Ruxolitinib, a selective Janus kinase inhibitor, showed potential efficacy for glucocorticoid-refractory acute GVHD in a phase 2 trial. This lead Dr Zeiser and colleagues to conduct a phase 3 trial comparing the efficacy and safety of ruxolitinib versus investigator’s choice of therapy (control) for glucocorticoid-refractory acute GVHD after allogeneic stem-cell transplantation.
The multicenter, open-label, phase 3 trial randomized 309 patients in a 1:1 ratio to receive ruxolitinib (n = 154) or investigator’s choice of therapy from a list of 9 available options (n = 155).
The primary end point was overall response at day 28 and the secondary end point was durable overall response at day 56.
The overall response at day 28 was 62% (96 patients) in the ruxolitinib group compared to 39% (61 patients) in the control group (odds ratio [OR], 2.64; 95% confidence interval [CI], 1.65-4.22; P < 0.001). Additionally, the durable overall response at day 56 was 40% (61 patients) in the ruxolitinib group versus 22% (34 patients) in the control group (OR, 2.38; 95% CI, 1.43-3.94; P < 0.001).

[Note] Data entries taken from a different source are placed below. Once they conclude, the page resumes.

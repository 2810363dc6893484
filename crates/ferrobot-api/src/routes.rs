//! Route table and handlers.
//!
//! | Method | Path (under the base path) | Reply |
//! |---|---|---|
//! | GET | `/` | manager document |
//! | GET | `/commands` | manager command names |
//! | GET, POST | `/commands/:command` | command result |
//! | GET | `/events/:event` | SSE stream of manager events |
//! | GET | `/robots` | robots |
//! | GET | `/robots/:robot` | one robot |
//! | GET | `/robots/:robot/commands` | robot command names |
//! | GET, POST | `/robots/:robot/commands/:command` | command result |
//! | GET | `/robots/:robot/events/:event` | SSE stream of robot events |
//! | GET | `/robots/:robot/devices` | devices |
//! | GET | `/robots/:robot/devices/:device` | one device |
//! | GET | `/robots/:robot/devices/:device/commands` | device command names |
//! | GET, POST | `/robots/:robot/devices/:device/commands/:command` | command result |
//! | GET | `/robots/:robot/devices/:device/events/:event` | SSE stream of device events |
//! | GET | `/robots/:robot/connections` | connections |
//! | GET | `/robots/:robot/connections/:connection` | one connection |

use std::collections::BTreeMap;
use std::convert::Infallible;
use std::panic::AssertUnwindSafe;
use std::sync::Arc;

use axum::Router;
use axum::body::Bytes;
use axum::extract::{Path, Query, Request, State};
use axum::http::StatusCode;
use axum::http::header::CONTENT_TYPE;
use axum::middleware::{self, Next};
use axum::response::sse::{Event as SseEvent, KeepAlive, Sse};
use axum::response::{IntoResponse, Response};
use axum::routing::get;
use ferrobot_hal::Device;
use ferrobot_kernel::{Manager, Robot};
use ferrobot_middleware::{CommandHandler, EventReceiver};
use ferrobot_types::{FerroError, Params, Value};
use futures_util::Stream;
use futures_util::stream;
use serde::Serialize;
use tokio::sync::broadcast::error::RecvError;
use tokio::sync::watch;
use tower_http::trace::TraceLayer;
use tracing::{error, warn};

use crate::auth::{BasicAuth, require_basic_auth};
use crate::config::ApiConfig;
use crate::server::{ServerState, ServerStatus};

pub const JSON_UTF8: &str = "application/json; charset=utf-8";
pub const UNKNOWN_COMMAND: &str = "Unknown Command";

#[derive(Clone)]
pub(crate) struct AppState {
    manager: Manager,
    status: Arc<ServerStatus>,
}

// ---------------------------------------------------------------------------
// Replies
// ---------------------------------------------------------------------------

/// Serialize `body` with the JSON content type used by every route.
pub fn json_response<T: Serialize + ?Sized>(status: StatusCode, body: &T) -> Response {
    match serde_json::to_vec(body) {
        Ok(bytes) => (status, [(CONTENT_TYPE, JSON_UTF8)], bytes).into_response(),
        Err(e) => {
            error!(error = %e, "failed to serialize response");
            (
                StatusCode::INTERNAL_SERVER_ERROR,
                [(CONTENT_TYPE, JSON_UTF8)],
                r#"{"error":"serialization failed"}"#,
            )
                .into_response()
        }
    }
}

#[derive(Debug, thiserror::Error)]
pub enum ApiError {
    #[error("{0}")]
    NotFound(String),
    #[error("{0}")]
    BadRequest(String),
    #[error("{0}")]
    Command(String),
}

impl IntoResponse for ApiError {
    fn into_response(self) -> Response {
        let status = match self {
            ApiError::NotFound(_) => StatusCode::NOT_FOUND,
            ApiError::BadRequest(_) => StatusCode::BAD_REQUEST,
            ApiError::Command(_) => StatusCode::INTERNAL_SERVER_ERROR,
        };
        json_response(status, &serde_json::json!({ "error": self.to_string() }))
    }
}

type ApiResult = Result<Response, ApiError>;

fn ok<T: Serialize + ?Sized>(body: &T) -> ApiResult {
    Ok(json_response(StatusCode::OK, body))
}

// ---------------------------------------------------------------------------
// Router
// ---------------------------------------------------------------------------

/// Build the application: routes, then basic auth, availability, CORS and
/// request tracing from the inside out.
///
/// # Errors
///
/// An invalid CORS method or header name.
pub fn router(
    manager: Manager,
    config: &ApiConfig,
    status: Arc<ServerStatus>,
) -> Result<Router, FerroError> {
    let base = config.normalized_base_path();
    let p = |suffix: &str| format!("{base}{suffix}");

    let mut routes = Router::new()
        .route(&p("/commands"), get(manager_commands))
        .route(&p("/commands/:command"), get(manager_command).post(manager_command))
        .route(&p("/events/:event"), get(manager_events))
        .route(&p("/robots"), get(robots))
        .route(&p("/robots/:robot"), get(robot))
        .route(&p("/robots/:robot/commands"), get(robot_commands))
        .route(
            &p("/robots/:robot/commands/:command"),
            get(robot_command).post(robot_command),
        )
        .route(&p("/robots/:robot/events/:event"), get(robot_events))
        .route(&p("/robots/:robot/devices"), get(devices))
        .route(&p("/robots/:robot/devices/:device"), get(device))
        .route(&p("/robots/:robot/devices/:device/commands"), get(device_commands))
        .route(
            &p("/robots/:robot/devices/:device/commands/:command"),
            get(device_command).post(device_command),
        )
        .route(&p("/robots/:robot/devices/:device/events/:event"), get(device_events))
        .route(&p("/robots/:robot/connections"), get(connections))
        .route(&p("/robots/:robot/connections/:connection"), get(connection))
        .route(&p("/"), get(manager_json));
    if !base.is_empty() {
        routes = routes.route(&base, get(manager_json));
    }

    let mut app = routes
        .fallback(not_found)
        .with_state(AppState {
            manager,
            status: Arc::clone(&status),
        });
    if let Some((username, password)) = config.basic_auth() {
        let auth = Arc::new(BasicAuth::new(username, password));
        app = app.layer(middleware::from_fn_with_state(auth, require_basic_auth));
    }
    app = app.layer(middleware::from_fn_with_state(status, require_running));
    if let Some(cors) = &config.cors {
        app = app.layer(cors.layer()?);
    }
    Ok(app.layer(TraceLayer::new_for_http()))
}

async fn require_running(
    State(status): State<Arc<ServerStatus>>,
    request: Request,
    next: Next,
) -> Response {
    match status.get() {
        ServerState::Running => next.run(request).await,
        state => json_response(
            StatusCode::SERVICE_UNAVAILABLE,
            &serde_json::json!({ "error": format!("api is {state}") }),
        ),
    }
}

async fn not_found() -> ApiError {
    ApiError::NotFound("no such route".into())
}

// ---------------------------------------------------------------------------
// Lookups
// ---------------------------------------------------------------------------

fn find_robot(manager: &Manager, name: &str) -> Result<Arc<Robot>, ApiError> {
    manager
        .robot(name)
        .ok_or_else(|| ApiError::NotFound(format!("no robot named '{name}'")))
}

fn find_device(manager: &Manager, robot: &str, name: &str) -> Result<Arc<dyn Device>, ApiError> {
    find_robot(manager, robot)?
        .device(name)
        .ok_or_else(|| ApiError::NotFound(format!("robot '{robot}' has no device named '{name}'")))
}

// ---------------------------------------------------------------------------
// Introspection
// ---------------------------------------------------------------------------

async fn manager_json(State(state): State<AppState>) -> ApiResult {
    ok(&state.manager.to_json())
}

async fn manager_commands(State(state): State<AppState>) -> ApiResult {
    ok(&state.manager.commander().commands())
}

async fn robots(State(state): State<AppState>) -> ApiResult {
    let robots: Vec<_> = state.manager.robots().iter().map(|r| r.to_json()).collect();
    ok(&robots)
}

async fn robot(State(state): State<AppState>, Path(robot): Path<String>) -> ApiResult {
    ok(&find_robot(&state.manager, &robot)?.to_json())
}

async fn robot_commands(State(state): State<AppState>, Path(robot): Path<String>) -> ApiResult {
    ok(&find_robot(&state.manager, &robot)?.commander().commands())
}

async fn devices(State(state): State<AppState>, Path(robot): Path<String>) -> ApiResult {
    let devices: Vec<_> = find_robot(&state.manager, &robot)?
        .devices()
        .iter()
        .map(|d| d.to_json())
        .collect();
    ok(&devices)
}

async fn device(
    State(state): State<AppState>,
    Path((robot, device)): Path<(String, String)>,
) -> ApiResult {
    ok(&find_device(&state.manager, &robot, &device)?.to_json())
}

async fn device_commands(
    State(state): State<AppState>,
    Path((robot, device)): Path<(String, String)>,
) -> ApiResult {
    ok(&find_device(&state.manager, &robot, &device)?.commander().commands())
}

async fn connections(State(state): State<AppState>, Path(robot): Path<String>) -> ApiResult {
    let connections: Vec<_> = find_robot(&state.manager, &robot)?
        .connections()
        .iter()
        .map(|c| c.to_json())
        .collect();
    ok(&connections)
}

async fn connection(
    State(state): State<AppState>,
    Path((robot, name)): Path<(String, String)>,
) -> ApiResult {
    let connection = find_robot(&state.manager, &robot)?.connection(&name).ok_or_else(|| {
        ApiError::NotFound(format!("robot '{robot}' has no connection named '{name}'"))
    })?;
    ok(&connection.to_json())
}

// ---------------------------------------------------------------------------
// Command dispatch
// ---------------------------------------------------------------------------

type QueryParams = Query<BTreeMap<String, String>>;

/// Query string first, then the JSON body on top of it.
fn merge_params(query: BTreeMap<String, String>, body: &[u8]) -> Result<Params, ApiError> {
    let mut params: Params = query.into_iter().map(|(k, v)| (k, Value::String(v))).collect();
    if body.iter().all(u8::is_ascii_whitespace) {
        return Ok(params);
    }
    let parsed: serde_json::Value = serde_json::from_slice(body)
        .map_err(|e| ApiError::BadRequest(format!("invalid JSON body: {e}")))?;
    match parsed {
        serde_json::Value::Object(fields) => {
            params.extend(fields.into_iter().map(|(k, v)| (k, Value::from(v))));
            Ok(params)
        }
        serde_json::Value::Null => Ok(params),
        _ => Err(ApiError::BadRequest("command body must be a JSON object".into())),
    }
}

/// Maps and lists pass through; anything else becomes a one-element list.
fn wrap_result(value: Value) -> Value {
    match value {
        Value::Map(_) | Value::List(_) => value,
        scalar => Value::List(vec![scalar]),
    }
}

fn panic_message(payload: &(dyn std::any::Any + Send)) -> String {
    payload
        .downcast_ref::<&str>()
        .map(|s| (*s).to_string())
        .or_else(|| payload.downcast_ref::<String>().cloned())
        .unwrap_or_else(|| "command handler panicked".to_string())
}

fn dispatch(name: &str, handler: Option<CommandHandler>, params: &Params) -> ApiResult {
    let Some(handler) = handler else {
        warn!(command = %name, "unknown command");
        return ok(&[UNKNOWN_COMMAND]);
    };
    match std::panic::catch_unwind(AssertUnwindSafe(|| handler(params))) {
        Ok(Ok(value)) => ok(&wrap_result(value)),
        Ok(Err(e)) => {
            warn!(command = %name, error = %e, "command failed");
            Err(ApiError::Command(e.to_string()))
        }
        Err(payload) => {
            let message = panic_message(payload.as_ref());
            error!(command = %name, panic = %message, "command handler panicked");
            Err(ApiError::Command(message))
        }
    }
}

async fn manager_command(
    State(state): State<AppState>,
    Path(command): Path<String>,
    Query(query): QueryParams,
    body: Bytes,
) -> ApiResult {
    let params = merge_params(query, &body)?;
    dispatch(&command, state.manager.commander().command(&command), &params)
}

async fn robot_command(
    State(state): State<AppState>,
    Path((robot, command)): Path<(String, String)>,
    Query(query): QueryParams,
    body: Bytes,
) -> ApiResult {
    let found = find_robot(&state.manager, &robot)?;
    let mut params = merge_params(query, &body)?;
    params.insert("robot".into(), Value::String(robot));
    dispatch(&command, found.commander().command(&command), &params)
}

async fn device_command(
    State(state): State<AppState>,
    Path((robot, device, command)): Path<(String, String, String)>,
    Query(query): QueryParams,
    body: Bytes,
) -> ApiResult {
    let found = find_device(&state.manager, &robot, &device)?;
    let params = merge_params(query, &body)?;
    dispatch(&command, found.commander().command(&command), &params)
}

// ---------------------------------------------------------------------------
// Event streams
// ---------------------------------------------------------------------------

/// Ends when the topic closes or the server leaves `Running`.
fn event_stream(
    receiver: EventReceiver,
    status: watch::Receiver<ServerState>,
) -> impl Stream<Item = Result<SseEvent, Infallible>> {
    stream::unfold((receiver, status), |(mut receiver, mut status)| async move {
        loop {
            let received = tokio::select! {
                _ = status.wait_for(|state| *state != ServerState::Running) => return None,
                received = receiver.recv() => received,
            };
            match received {
                Ok(event) => {
                    let data = serde_json::to_string(&event.payload)
                        .unwrap_or_else(|_| "null".to_string());
                    return Some((Ok(SseEvent::default().data(data)), (receiver, status)));
                }
                Err(RecvError::Lagged(skipped)) => {
                    warn!(skipped, "event stream lagged; oldest payloads dropped");
                }
                Err(RecvError::Closed) => return None,
            }
        }
    })
}

fn sse(
    state: &AppState,
    receiver: Option<EventReceiver>,
    what: impl FnOnce() -> String,
) -> ApiResult {
    let receiver = receiver.ok_or_else(|| ApiError::NotFound(what()))?;
    Ok(Sse::new(event_stream(receiver, state.status.subscribe()))
        .keep_alive(KeepAlive::default())
        .into_response())
}

async fn manager_events(State(state): State<AppState>, Path(event): Path<String>) -> ApiResult {
    sse(&state, state.manager.eventer().subscribe(&event), || {
        format!("manager has no event named '{event}'")
    })
}

async fn robot_events(
    State(state): State<AppState>,
    Path((robot, event)): Path<(String, String)>,
) -> ApiResult {
    let found = find_robot(&state.manager, &robot)?;
    sse(&state, found.eventer().subscribe(&event), || {
        format!("robot '{robot}' has no event named '{event}'")
    })
}

async fn device_events(
    State(state): State<AppState>,
    Path((robot, device, event)): Path<(String, String, String)>,
) -> ApiResult {
    let found = find_device(&state.manager, &robot, &device)?;
    let receiver = found.eventer().and_then(|e| e.subscribe(&event));
    sse(&state, receiver, || format!("device '{device}' has no event named '{event}'"))
}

Dr Zeiser and colleagues noted that the estimated cumulative incidence of loss of response at 6 months was lower in the ruxolitinib group (10%) compared to the control group (39%). The median failure-free survival was 5 months with ruxolitinib versus 1 month with the control (hazard ratio [HR] for relapse or progression of hematologic disease, non–relapse-related death, or addition of new systemic therapy for acute GVHD, 0.46; 95% CI, 0.35-0.60).
Additionally, the median overall survival was 11.1 months versus 6.5 months in the ruxolitinib and control groups, respectively (HR for death, 0.83; 95% CI, 0.60-1.15).
The most commonly reported adverse events up to day 28 were thrombocytopenia (50 [33%] patients in the ruxolitinib group and 27 [18%] patients in the control group), anemia (46 [30%] and 42 [28%], respectively), and cytomegalovirus infection (39 [26%] and 31 [21%], respectively).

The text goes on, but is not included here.